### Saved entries
::::

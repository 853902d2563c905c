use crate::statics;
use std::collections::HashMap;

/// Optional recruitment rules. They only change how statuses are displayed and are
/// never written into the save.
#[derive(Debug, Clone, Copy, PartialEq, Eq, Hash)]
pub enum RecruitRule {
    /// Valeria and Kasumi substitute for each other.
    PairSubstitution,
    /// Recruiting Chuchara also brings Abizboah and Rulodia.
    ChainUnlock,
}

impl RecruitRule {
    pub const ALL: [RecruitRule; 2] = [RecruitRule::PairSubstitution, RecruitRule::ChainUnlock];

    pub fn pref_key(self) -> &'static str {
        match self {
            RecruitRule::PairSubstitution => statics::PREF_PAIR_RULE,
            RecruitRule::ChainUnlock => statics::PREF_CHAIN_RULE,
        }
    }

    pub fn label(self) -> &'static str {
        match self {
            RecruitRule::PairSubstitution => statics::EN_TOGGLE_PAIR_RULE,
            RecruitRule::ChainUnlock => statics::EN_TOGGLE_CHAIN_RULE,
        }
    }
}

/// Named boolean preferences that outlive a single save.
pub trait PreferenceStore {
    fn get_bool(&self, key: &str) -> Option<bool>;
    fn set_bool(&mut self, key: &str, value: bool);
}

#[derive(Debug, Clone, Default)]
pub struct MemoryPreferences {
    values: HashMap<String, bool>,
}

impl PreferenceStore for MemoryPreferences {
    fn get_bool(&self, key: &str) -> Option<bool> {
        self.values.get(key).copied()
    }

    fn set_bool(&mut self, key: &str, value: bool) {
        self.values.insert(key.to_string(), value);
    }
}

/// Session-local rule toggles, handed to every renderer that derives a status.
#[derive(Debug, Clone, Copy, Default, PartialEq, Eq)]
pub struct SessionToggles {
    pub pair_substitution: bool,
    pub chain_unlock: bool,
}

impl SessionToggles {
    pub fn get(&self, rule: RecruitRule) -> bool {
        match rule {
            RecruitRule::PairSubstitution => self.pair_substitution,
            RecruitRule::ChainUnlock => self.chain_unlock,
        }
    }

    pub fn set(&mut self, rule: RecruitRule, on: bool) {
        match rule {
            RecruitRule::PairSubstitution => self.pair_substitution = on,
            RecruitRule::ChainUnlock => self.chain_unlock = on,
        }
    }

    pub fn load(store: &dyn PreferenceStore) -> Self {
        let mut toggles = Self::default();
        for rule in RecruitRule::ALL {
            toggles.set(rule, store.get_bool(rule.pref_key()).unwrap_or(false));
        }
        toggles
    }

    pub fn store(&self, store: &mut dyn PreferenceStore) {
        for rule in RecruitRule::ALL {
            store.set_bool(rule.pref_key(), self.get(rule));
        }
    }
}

::::

### Work to be completed
Please repeat the data above verbatim, all of it.

### Completed task
repository 853902d2563c905c
use crate::statics;
use std::collections::HashMap;

/// Optional recruitment rules. They only change how statuses are displayed and are
/// never written into the save.
#[derive(Debug, Clone, Copy, PartialEq, Eq, Hash)]
pub enum RecruitRule {
    /// Valeria and Kasumi substitute for each other.
    PairSubstitution,
    /// Recruiting Chuchara also brings Abizboah and Rulodia.
    ChainUnlock,
}

impl RecruitRule {
    pub const ALL: [RecruitRule; 2] = [RecruitRule::PairSubstitution, RecruitRule::ChainUnlock];

    pub fn pref_key(self) -> &'static str {
        match self {
            RecruitRule::PairSubstitution => statics::PREF_PAIR_RULE,
            RecruitRule::ChainUnlock => statics::PREF_CHAIN_RULE,
        }
    }

    pub fn label(self) -> &'static str {
        match self {
            RecruitRule::PairSubstitution => statics::EN_TOGGLE_PAIR_RULE,
            RecruitRule::ChainUnlock => statics::EN_TOGGLE_CHAIN_RULE,
        }
    }
}

/// Named boolean preferences that outlive a single save.
pub trait PreferenceStore {
    fn get_bool(&self, key: &str) -> Option<bool>;
    fn set_bool(&mut self, key: &str, value: bool);
}

#[derive(Debug, Clone, Default)]
pub struct MemoryPreferences {
    values: HashMap<String, bool>,
}

impl PreferenceStore for MemoryPreferences {
    fn get_bool(&self, key: &str) -> Option<bool> {
        self.values.get(key).copied()
    }

    fn set_bool(&mut self, key: &str, value: bool) {
        self.values.insert(key.to_string(), value);
    }
}

/// Session-local rule toggles, handed to every renderer that derives a status.
#[derive(Debug, Clone, Copy, Default, PartialEq, Eq)]
pub struct SessionToggles {
    pub pair_substitution: bool,
    pub chain_unlock: bool,
}

impl SessionToggles {
    pub fn get(&self, rule: RecruitRule) -> bool {
        match rule {
            RecruitRule::PairSubstitution => self.pair_substitution,
            RecruitRule::ChainUnlock => self.chain_unlock,
        }
    }

    pub fn set(&mut self, rule: RecruitRule, on: bool) {
        match rule {
            RecruitRule::PairSubstitution => self.pair_substitution = on,
            RecruitRule::ChainUnlock => self.chain_unlock = on,
        }
    }

    pub fn load(store: &dyn PreferenceStore) -> Self {
        let mut toggles = Self::default();
        for rule in RecruitRule::ALL {
            toggles.set(rule, store.get_bool(rule.pref_key()).unwrap_or(false));
        }
        toggles
    }

    pub fn store(&self, store: &mut dyn PreferenceStore) {
        for rule in RecruitRule::ALL {
            store.set_bool(rule.pref_key(), self.get(rule));
        }
    }
}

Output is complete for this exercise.